Le regard de Dorea se posa sur Lucius Malefoy. Leurs yeux se rencontrèrent, mais il se détourna rapidement, un air préoccupé assombrissant son visage. Désireuse de comprendre ce que Drago pouvait penser de tout cela, elle reprit ses pensées, espérant qu'il ne s'inquiète pas outre mesure.
À cet instant, un bruissement de cape annoncera l'arrivée du maître. L'atmosphère devint soudain oppressante, chacun des Mangemorts se redressant sur sa chaise ; Yaxley tremblait visiblement, conscient des conséquences que pourraient entraîner la suite des événements.
Lord Voldemort, imposant avec son serpent Nagini à ses pieds, entra dans la pièce. Son regard déchira les convives, avant de se poser sur Dorea, ses prunelles flamboyantes lui infligèrent un frisson dans le dos.
Tous se redressèrent tandis que Dorea maintenait son regard perçant, défiant le sang-froid de son Seigneur.
0o0
Depuis plus d'une heure, les cris de Yaxley résonnaient dans le manoir. Dorea tâchait de ne pas entendre, et bien qu'elle abhorrât cet homme, en cet instant, elle avait peine pour lui. C'est quand elle se demanda s'il allait survivre à un énième Doloris, que la porte du salon s'ouvrit derrière elle.
- Arty, il veut te voir ! fit Lestrange, l'expression plus que réjouie.
Dorea eut un mouvement d'hésitation, puis lança un coup d'œil à Narcissa Malefoy qui sa statufiait de l'autre côté de la pièce. Dorea inspira puis expira, et c'est les pas guidés par la peur qu'elle chemina vers Bellatrix qui referma la porte derrière elle.
Elle vit alors Yaxley à demi-conscient, gisant sur le sol au pied de Lord Voldemort.
- Dorea, Bella m'a fait part de ton action, » déclara ce dernier d'une voix glaciale. As-tu pu tirer quoi que ce soit de cet elfe ?
Dorea observa Bellatrix, qui la scrutait avec impatience.
- Maître, puis-je vous parler seul à seul ? demanda-t-elle, le cœur battant.
Un silence lourd tomba sur la pièce. Bellatrix, visiblement outrée, s'apprêtait à protester lorsque Lord Voldemort leva la main.
- Sors, Bella, ordonna-t-il froidement.
La Mangemort gronda intérieurement, mais se plia à l'ordre ; elle quitta la pièce après avoir claqué la porte.
Dorea se concentra à nouveau sur Voldemort.
- Kreattur a révélé un fait troublant, maître. Mon frère est à la recherche d'un objet ayant appartenu à Regulus Black.
Dorea remarqua la tension dans le visage de Voldemort s'intensifier, alors qu'il lui tournait le dos pour observer la fenêtre.

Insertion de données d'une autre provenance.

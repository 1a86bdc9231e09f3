//! File-backed asset manager.
//!
//! Definitions are JSON or RON files under a root directory. Relative paths
//! passed to [`AssetManager::load_asset_definition`] resolve against that
//! root; absolute paths are used as-is.

use std::path::{Path, PathBuf};
use tracing::{info, warn};
use walkdir::WalkDir;

use super::{
    parse_definition, AssetDefinition, AssetError, AssetInstance, AssetManager, AssetRegistry,
    InstanceOverrides, SharedAssetInstance,
};
use crate::config::AssetConfig;
use crate::logging::TimingSpan;

#[derive(Debug)]
pub struct FileAssetManager {
    root: PathBuf,
    extensions: Vec<String>,
    registry: AssetRegistry,
}

impl FileAssetManager {
    pub fn new(root: impl Into<PathBuf>) -> Self {
        Self::from_config(&AssetConfig {
            root: root.into(),
            ..AssetConfig::default()
        })
    }

    pub fn from_config(config: &AssetConfig) -> Self {
        Self {
            root: config.root.clone(),
            extensions: config
                .definition_extensions
                .iter()
                .map(|e| e.to_ascii_lowercase())
                .collect(),
            registry: AssetRegistry::new(),
        }
    }

    pub fn root(&self) -> &Path {
        &self.root
    }

    pub fn registry(&self) -> &AssetRegistry {
        &self.registry
    }

    pub fn resolve(&self, path: &Path) -> PathBuf {
        if path.is_absolute() {
            path.to_path_buf()
        } else {
            self.root.join(path)
        }
    }

    fn is_definition_file(&self, path: &Path) -> bool {
        path.extension()
            .and_then(|e| e.to_str())
            .map(|e| self.extensions.iter().any(|known| known.eq_ignore_ascii_case(e)))
            .unwrap_or(false)
    }

    /// Load every definition file under the root, recursively.
    ///
    /// Files that fail to read or parse are logged and skipped. Returns the
    /// number of definitions loaded.
    pub fn load_all(&mut self) -> Result<usize, AssetError> {
        if !self.root.is_dir() {
            return Err(AssetError::SourceNotFound(self.root.clone()));
        }
        let _span = TimingSpan::new("load_all_asset_definitions");

        let mut files: Vec<PathBuf> = Vec::new();
        for entry in WalkDir::new(&self.root).sort_by_file_name() {
            match entry {
                Ok(entry) if entry.file_type().is_file() && self.is_definition_file(entry.path()) => {
                    files.push(entry.into_path());
                }
                Ok(_) => {}
                Err(e) => warn!(error = %e, "Skipping unreadable asset directory entry"),
            }
        }

        let mut loaded = 0;
        for path in files {
            match self.load_asset_definition(&path) {
                Ok(_) => loaded += 1,
                Err(e) => warn!(path = %path.display(), error = %e, "Skipping asset definition"),
            }
        }

        info!(root = %self.root.display(), loaded, "Asset definitions loaded");
        Ok(loaded)
    }
}

impl AssetManager for FileAssetManager {
    fn load_asset_definition(&mut self, path: &Path) -> Result<AssetDefinition, AssetError> {
        let resolved = self.resolve(path);
        if !resolved.is_file() {
            return Err(AssetError::SourceNotFound(resolved));
        }
        let contents = std::fs::read_to_string(&resolved).map_err(|source| AssetError::Io {
            path: resolved.clone(),
            source,
        })?;
        let definition = parse_definition(&resolved, &contents)?;
        self.registry.register_definition(definition.clone())?;
        Ok(definition)
    }

    fn create_asset_instance(
        &mut self,
        definition_id: &str,
        overrides: InstanceOverrides,
    ) -> Result<SharedAssetInstance, AssetError> {
        self.registry.create_instance(definition_id, overrides)
    }

    fn get_asset_definition(&self, definition_id: &str) -> Option<&AssetDefinition> {
        self.registry.definition(definition_id)
    }

    fn get_asset_instance(&self, instance_id: &str) -> Option<SharedAssetInstance> {
        self.registry.instance(instance_id)
    }

    fn update_asset_instance(&mut self, instance: AssetInstance) -> bool {
        self.registry.update_instance(instance)
    }

    fn remove_asset_instance(&mut self, instance_id: &str) -> bool {
        self.registry.remove_instance(instance_id)
    }

    fn register_asset_definition(&mut self, definition: AssetDefinition) -> Result<(), AssetError> {
        self.registry.register_definition(definition)
    }

    fn definition_count(&self) -> usize {
        self.registry.definition_count()
    }

    fn instance_count(&self) -> usize {
        self.registry.instance_count()
    }
}

#[cfg(test)]
mod tests {
    use super::*;

    #[test]
    fn test_resolve_relative_and_absolute() {
        let manager = FileAssetManager::new("/data/assets");
        assert_eq!(
            manager.resolve(Path::new("tiles/wall.json")),
            PathBuf::from("/data/assets/tiles/wall.json")
        );
        assert_eq!(
            manager.resolve(Path::new("/other/wall.json")),
            PathBuf::from("/other/wall.json")
        );
    }

    #[test]
    fn test_definition_file_filter() {
        let manager = FileAssetManager::new("assets");
        assert!(manager.is_definition_file(Path::new("a/wall.json")));
        assert!(manager.is_definition_file(Path::new("a/wall.RON")));
        assert!(!manager.is_definition_file(Path::new("a/wall.png")));
        assert!(!manager.is_definition_file(Path::new("a/README")));
    }

    #[test]
    fn test_load_all_missing_root() {
        let mut manager = FileAssetManager::new("/definitely/not/here");
        assert!(matches!(
            manager.load_all(),
            Err(AssetError::SourceNotFound(_))
        ));
    }
}
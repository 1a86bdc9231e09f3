//! Serialized form of a map.
//!
//! Only map and layer metadata are written; tile grid contents are not part
//! of the document. Reading a document back yields a map whose layers have
//! the recorded metadata and empty grids.

use serde::{Deserialize, Serialize};

use super::layer::LayerDocument;
use super::MapData;
use crate::enums::BiomeType;
use crate::Properties;

#[derive(Debug, Clone, PartialEq, Serialize, Deserialize)]
pub struct MapDocument {
    pub map_id: String,
    pub name: String,
    pub description: String,
    pub width: u32,
    pub height: u32,
    pub default_biome: BiomeType,
    pub tile_width: u32,
    pub tile_height: u32,
    pub spawn_points: Vec<(i32, i32)>,
    pub exit_points: Vec<(i32, i32)>,
    #[serde(default)]
    pub properties: Properties,
    pub layers: Vec<LayerDocument>,
}

impl From<&MapData> for MapDocument {
    fn from(map: &MapData) -> Self {
        Self {
            map_id: map.map_id.clone(),
            name: map.name.clone(),
            description: map.description.clone(),
            width: map.width(),
            height: map.height(),
            default_biome: map.default_biome,
            tile_width: map.tile_width,
            tile_height: map.tile_height,
            spawn_points: map.spawn_points.clone(),
            exit_points: map.exit_points.clone(),
            properties: map.properties.clone(),
            layers: map.layers().iter().map(LayerDocument::from).collect(),
        }
    }
}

- Et sais-tu de quoi il s'agit ? demanda-t-il, sa voix devenue sourde.
- Kreattur n'a pas donné plus de détails, mais je sais que Modingus Fletcher a pillé le Manoir juste après la mort de Sirius. Harry veut certainement récupérer cet objet. Je suppose qu'il s'est rendu au ministère, espérant mettre la main sur quelque chose d'important.

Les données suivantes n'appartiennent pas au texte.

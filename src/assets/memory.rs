//! In-memory asset manager.
//!
//! Definition "files" are held as `(path, contents)` pairs, which makes this
//! manager suitable as a test double and for definitions embedded in the
//! host binary.

use std::collections::HashMap;
use std::path::{Path, PathBuf};

use super::{
    parse_definition, AssetDefinition, AssetError, AssetInstance, AssetManager, AssetRegistry,
    InstanceOverrides, SharedAssetInstance,
};

#[derive(Debug, Default)]
pub struct InMemoryAssetManager {
    registry: AssetRegistry,
    sources: HashMap<PathBuf, String>,
}

impl InMemoryAssetManager {
    pub fn new() -> Self {
        Self::default()
    }

    pub fn with_source(mut self, path: impl Into<PathBuf>, contents: impl Into<String>) -> Self {
        self.add_source(path, contents);
        self
    }

    pub fn add_source(&mut self, path: impl Into<PathBuf>, contents: impl Into<String>) {
        self.sources.insert(path.into(), contents.into());
    }

    pub fn registry(&self) -> &AssetRegistry {
        &self.registry
    }
}

impl AssetManager for InMemoryAssetManager {
    fn load_asset_definition(&mut self, path: &Path) -> Result<AssetDefinition, AssetError> {
        let contents = self
            .sources
            .get(path)
            .ok_or_else(|| AssetError::SourceNotFound(path.to_path_buf()))?;
        let definition = parse_definition(path, contents)?;
        self.registry.register_definition(definition.clone())?;
        Ok(definition)
    }

    fn create_asset_instance(
        &mut self,
        definition_id: &str,
        overrides: InstanceOverrides,
    ) -> Result<SharedAssetInstance, AssetError> {
        self.registry.create_instance(definition_id, overrides)
    }

    fn get_asset_definition(&self, definition_id: &str) -> Option<&AssetDefinition> {
        self.registry.definition(definition_id)
    }

    fn get_asset_instance(&self, instance_id: &str) -> Option<SharedAssetInstance> {
        self.registry.instance(instance_id)
    }

    fn update_asset_instance(&mut self, instance: AssetInstance) -> bool {
        self.registry.update_instance(instance)
    }

    fn remove_asset_instance(&mut self, instance_id: &str) -> bool {
        self.registry.remove_instance(instance_id)
    }

    fn register_asset_definition(&mut self, definition: AssetDefinition) -> Result<(), AssetError> {
        self.registry.register_definition(definition)
    }

    fn definition_count(&self) -> usize {
        self.registry.definition_count()
    }

    fn instance_count(&self) -> usize {
        self.registry.instance_count()
    }
}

Voldemort se tourna vers elle brusquement, son regard brûlant à travers la pièce.
- Modingus Fletcher, dis-tu ? répéta-t-il d'un ton sombre.
- Oui, maître. Souhaitez-vous que je me mette à sa recherche ?
- Pas besoin. Severus s'en occupera.
Un sourire satisfait étira les lèvres de Voldemort alors qu'il se tournait de nouveau vers Dorea, un défi tangible dans ses yeux.
- Qu'as-tu fait de l'elfe ?
Dorea sortit sa baguette et, d'un geste indifférent, fit apparaître le corps inerte de Kreattur, allongé entre les pieds de Yaxley. Ce dernier, à moitié conscient, regarda la créature avec horreur.
L'elfe reposait là, avec le cou tranché, son sang ruisselant sur le sol. Dorea aperçut la satisfaction s'emparer du visage de Voldemort alors qu'il levait les yeux vers elle.
- Ta soif de sang ne cessera de m'étonner, Dorea.